### [Data under study]
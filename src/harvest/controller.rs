//! The pagination controller: the loop that drives a harvest session to
//! confirmed exhaustion.
//!
//! The controller performs no I/O of its own beyond delegating to its
//! collaborators: the page driver provokes data fetches, the response
//! listener delivers intercepted payloads, the extractor validates them,
//! and records flow to the sink. All decision logic (strategy selection,
//! bounded retry, empty-streak tracking, termination, backoff) lives here.

use super::{termination, HarvestSession, StrategyMode};
use crate::browser::{PageDriver, PageElement, ResponseListener};
use crate::config::HarvestConfig;
use crate::events::{EventBus, HarvestEvent};
use crate::extract;
use crate::sink::RecordSink;
use anyhow::Result;
use serde_json::Value;
use std::sync::Arc;
use std::time::Duration;
use tokio::time::Instant;
use tracing::{debug, info, warn};

// Gesture pacing. The scroll offsets leave the lazy-load trigger region
// visible; the pauses give the site time to fire it.
const SCROLL_SETTLE: Duration = Duration::from_secs(3);
const SCROLL_BACK_SETTLE: Duration = Duration::from_secs(1);
const SCROLL_BACK_OFFSET: i64 = 200;

const BUTTON_POLL_WINDOW: Duration = Duration::from_secs(8);
const BUTTON_LOOKUP_TIMEOUT: Duration = Duration::from_secs(3);
const BUTTON_POLL_PAUSE: Duration = Duration::from_secs(2);
const REPOLL_SCROLL_OFFSET: i64 = 500;

const LOAD_WATCH_WINDOW: Duration = Duration::from_secs(60);
const LOADING_LOOKUP_TIMEOUT: Duration = Duration::from_secs(1);
const LOADING_PAUSE: Duration = Duration::from_secs(5);
const CONTENT_LOOKUP_TIMEOUT: Duration = Duration::from_secs(2);
const CONTENT_PAUSE: Duration = Duration::from_secs(3);

const STABILIZE_PAUSE: Duration = Duration::from_secs(1);
const STABILIZE_SCROLL_OFFSET: i64 = 400;

const RECOVERY_PAUSE: Duration = Duration::from_secs(2);
const RECOVERY_SCROLL_OFFSET: i64 = 600;

const MARKER_LOOKUP_TIMEOUT: Duration = Duration::from_millis(500);

/// End-of-session totals.
#[derive(Debug, Clone, Copy)]
pub struct HarvestSummary {
    /// Pages confirmed harvested.
    pub pages_harvested: u32,
    /// Records written to the sink.
    pub records_written: u64,
}

/// Drives one harvest session to completion or confirmed exhaustion.
pub struct Harvester {
    driver: Box<dyn PageDriver>,
    listener: Box<dyn ResponseListener>,
    sink: Box<dyn RecordSink>,
    config: HarvestConfig,
    events: Arc<EventBus>,
    session: HarvestSession,
    records_written: u64,
}

impl Harvester {
    pub fn new(
        driver: Box<dyn PageDriver>,
        listener: Box<dyn ResponseListener>,
        sink: Box<dyn RecordSink>,
        config: HarvestConfig,
        events: Arc<EventBus>,
    ) -> Self {
        Self {
            driver,
            listener,
            sink,
            config,
            events,
            session: HarvestSession::new(),
            records_written: 0,
        }
    }

    /// Run until termination is confirmed or a collaborator fails fatally.
    ///
    /// The sink is finished exactly once on every exit path; records written
    /// before a fatal error remain persisted.
    pub async fn run(mut self) -> Result<HarvestSummary> {
        let outcome = self.drive().await;
        let closed = self.sink.finish();

        outcome?;
        closed?;

        let summary = HarvestSummary {
            pages_harvested: self.session.page_index - 1,
            records_written: self.records_written,
        };
        self.events.emit(HarvestEvent::HarvestComplete {
            pages: summary.pages_harvested,
            records: summary.records_written,
        });
        Ok(summary)
    }

    async fn drive(&mut self) -> Result<()> {
        loop {
            let page = self.session.page_index;
            let strategy =
                StrategyMode::for_page(page, self.config.strategy.scroll_page_limit);
            info!(page, %strategy, "harvesting page");
            self.events.emit(HarvestEvent::PageStarted { page, strategy });

            let success = match strategy {
                StrategyMode::Scroll => self.scroll_page().await?,
                StrategyMode::Button => self.button_page().await,
            };

            if success {
                self.session.page_index += 1;
                // The extraction step already reset this on any valid
                // record; re-assert the invariant at the loop edge.
                self.session.empty_streak = 0;
                continue;
            }

            warn!(page, "page attempt failed");
            if let Some(reason) = termination::confirm_exhausted(
                self.driver.as_ref(),
                &self.config.site,
                &self.config.termination,
                self.session.empty_streak,
                &self.events,
            )
            .await?
            {
                info!(page, ?reason, "harvest exhausted");
                self.events
                    .emit(HarvestEvent::TerminationConfirmed { page, reason });
                return Ok(());
            }

            let delay = self.config.backoff.delay(page);
            info!(delay_secs = delay.as_secs(), "backing off before retrying");
            self.events.emit(HarvestEvent::RetryScheduled {
                page,
                delay_secs: delay.as_secs(),
            });
            tokio::time::sleep(delay).await;

            // Re-stabilize the viewport before retrying the same page.
            self.driver.scroll_to_bottom().await?;
            tokio::time::sleep(RECOVERY_PAUSE).await;
            self.driver.scroll_by(-RECOVERY_SCROLL_OFFSET).await?;
            tokio::time::sleep(RECOVERY_PAUSE).await;
        }
    }

    /// Scroll strategy: nudge the lazy-load trigger, then acquire.
    /// Driver failures here are fatal; the tab is in an unknown state.
    async fn scroll_page(&mut self) -> Result<bool> {
        debug!("scroll strategy: nudging the lazy-load trigger");
        self.driver.scroll_to_bottom().await?;
        tokio::time::sleep(SCROLL_SETTLE).await;
        self.driver.scroll_by(-SCROLL_BACK_OFFSET).await?;
        tokio::time::sleep(SCROLL_BACK_SETTLE).await;
        self.acquire().await
    }

    /// Button strategy: find and click the load-more control, wait out the
    /// loading indicator, then acquire. Any automation glitch in this
    /// sequence is converted into a page-level failure; the harvest must
    /// survive a single page's misbehavior.
    async fn button_page(&mut self) -> bool {
        match self.button_page_inner().await {
            Ok(success) => success,
            Err(e) => {
                warn!("button strategy failed: {e:#}");
                false
            }
        }
    }

    async fn button_page_inner(&mut self) -> Result<bool> {
        let Some(button) = self.poll_load_more().await? else {
            warn!("load-more control never appeared");
            return Ok(false);
        };

        // The control is routinely occluded by the sticky footer.
        button.click(true).await?;
        debug!("clicked load-more, watching for new content");
        self.watch_loading().await?;

        self.driver.scroll_to_bottom().await?;
        tokio::time::sleep(STABILIZE_PAUSE).await;
        self.driver.scroll_by(-STABILIZE_SCROLL_OFFSET).await?;
        tokio::time::sleep(STABILIZE_PAUSE).await;

        self.acquire().await
    }

    /// Poll for the load-more control within a bounded window, accepting it
    /// only under one of the configured labels.
    async fn poll_load_more(&mut self) -> Result<Option<Box<dyn PageElement>>> {
        let deadline = Instant::now() + BUTTON_POLL_WINDOW;
        loop {
            self.driver.scroll_to_bottom().await?;
            tokio::time::sleep(BUTTON_POLL_PAUSE).await;

            if let Some(element) = self
                .driver
                .find_element(&self.config.site.load_more_selector, BUTTON_LOOKUP_TIMEOUT)
                .await?
            {
                let label = element.text().await?;
                if self
                    .config
                    .site
                    .load_more_labels
                    .iter()
                    .any(|accepted| accepted == &label)
                {
                    return Ok(Some(element));
                }
                debug!(%label, "control present but label not accepted");
            }

            if Instant::now() >= deadline {
                return Ok(None);
            }
            debug!("load-more control not found, re-scrolling");
            self.driver.scroll_by(-REPOLL_SCROLL_OFFSET).await?;
            tokio::time::sleep(BUTTON_POLL_PAUSE).await;
        }
    }

    /// Watch the loading indicator for up to the load window, breaking early
    /// once new content is present.
    async fn watch_loading(&mut self) -> Result<()> {
        let deadline = Instant::now() + LOAD_WATCH_WINDOW;
        while Instant::now() < deadline {
            if self
                .driver
                .find_element(&self.config.site.loading_selector, LOADING_LOOKUP_TIMEOUT)
                .await?
                .is_some()
            {
                debug!("loading indicator present, waiting");
                tokio::time::sleep(LOADING_PAUSE).await;
            } else if self
                .driver
                .find_element(&self.config.site.list_item_selector, CONTENT_LOOKUP_TIMEOUT)
                .await?
                .is_some()
            {
                debug!("new content detected");
                break;
            } else {
                debug!("no new content yet");
                tokio::time::sleep(CONTENT_PAUSE).await;
            }
        }
        Ok(())
    }

    /// Shared response acquisition: bounded retries around the listener.
    ///
    /// Distinguishes "never got a parseable response" (network flake, retry)
    /// from "valid response with no valid listings" (a legitimate empty
    /// signal that feeds the termination logic, reported as page failure).
    async fn acquire(&mut self) -> Result<bool> {
        let page = self.session.page_index;
        let policy = self.config.acquisition;
        for attempt in 1..=policy.max_retries {
            debug!(attempt, max_retries = policy.max_retries, "awaiting listing response");
            self.events.emit(HarvestEvent::AcquisitionAttempt {
                page,
                attempt,
                max_retries: policy.max_retries,
            });

            let Some(response) = self.listener.wait_for_next(policy.response_timeout).await
            else {
                warn!(attempt, "no listing response before timeout");
                continue;
            };
            if !has_listing_envelope(&response.body) {
                warn!(attempt, url = %response.url, "response missing listing envelope");
                continue;
            }
            return self.consume(&response.body).await;
        }
        warn!(page, "acquisition attempts exhausted");
        Ok(false)
    }

    /// Extraction step for one structurally valid payload: observe (never
    /// act on) interference markers, project records into the sink, update
    /// the empty streak.
    async fn consume(&mut self, body: &Value) -> Result<bool> {
        self.observe_interference().await?;

        let extraction = extract::extract(body);
        for record in &extraction.records {
            self.sink.append(record)?;
        }
        self.records_written += extraction.valid_count as u64;

        let page = self.session.page_index;
        if extraction.valid_count == 0 {
            self.session.empty_streak += 1;
            info!(
                page,
                empty_streak = self.session.empty_streak,
                "page yielded no valid listings"
            );
            self.events.emit(HarvestEvent::PageEmpty {
                page,
                empty_streak: self.session.empty_streak,
            });
        } else {
            self.session.empty_streak = 0;
            info!(
                page,
                valid = extraction.valid_count,
                total = extraction.total_items,
                "listings written"
            );
            self.events.emit(HarvestEvent::PageLoaded {
                page,
                valid_count: extraction.valid_count,
                total_items: extraction.total_items,
            });
        }
        Ok(extraction.valid_count > 0)
    }

    /// End-of-results markers sometimes co-occur with valid trailing data,
    /// so their presence is logged and nothing more.
    async fn observe_interference(&mut self) -> Result<()> {
        let visible = self
            .driver
            .find_element(&self.config.site.no_results_selector, MARKER_LOOKUP_TIMEOUT)
            .await?
            .is_some()
            || self
                .driver
                .find_element(&self.config.site.compensate_selector, MARKER_LOOKUP_TIMEOUT)
                .await?
                .is_some();
        if visible {
            debug!("end-of-results marker visible, extracting anyway");
        }
        Ok(())
    }
}

/// A response is structurally valid when its body is an object carrying a
/// usable top-level `data` value.
fn has_listing_envelope(body: &Value) -> bool {
    match body.as_object().and_then(|o| o.get("data")) {
        None | Some(Value::Null) => false,
        Some(Value::Object(o)) => !o.is_empty(),
        Some(Value::Array(a)) => !a.is_empty(),
        Some(_) => true,
    }
}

### [Activity]
Exactly as they stand, set down the lines from the top of the data through the line with "const BUTTON_POLL_WINDOW: Duration".

### [Answer]
filename src/harvest/controller.rs
//! The pagination controller: the loop that drives a harvest session to
//! confirmed exhaustion.
//!
//! The controller performs no I/O of its own beyond delegating to its
//! collaborators: the page driver provokes data fetches, the response
//! listener delivers intercepted payloads, the extractor validates them,
//! and records flow to the sink. All decision logic (strategy selection,
//! bounded retry, empty-streak tracking, termination, backoff) lives here.

use super::{termination, HarvestSession, StrategyMode};
use crate::browser::{PageDriver, PageElement, ResponseListener};
use crate::config::HarvestConfig;
use crate::events::{EventBus, HarvestEvent};
use crate::extract;
use crate::sink::RecordSink;
use anyhow::Result;
use serde_json::Value;
use std::sync::Arc;
use std::time::Duration;
use tokio::time::Instant;
use tracing::{debug, info, warn};

// Gesture pacing. The scroll offsets leave the lazy-load trigger region
// visible; the pauses give the site time to fire it.
const SCROLL_SETTLE: Duration = Duration::from_secs(3);
const SCROLL_BACK_SETTLE: Duration = Duration::from_secs(1);
const SCROLL_BACK_OFFSET: i64 = 200;

const BUTTON_POLL_WINDOW: Duration = Duration::from_secs(8);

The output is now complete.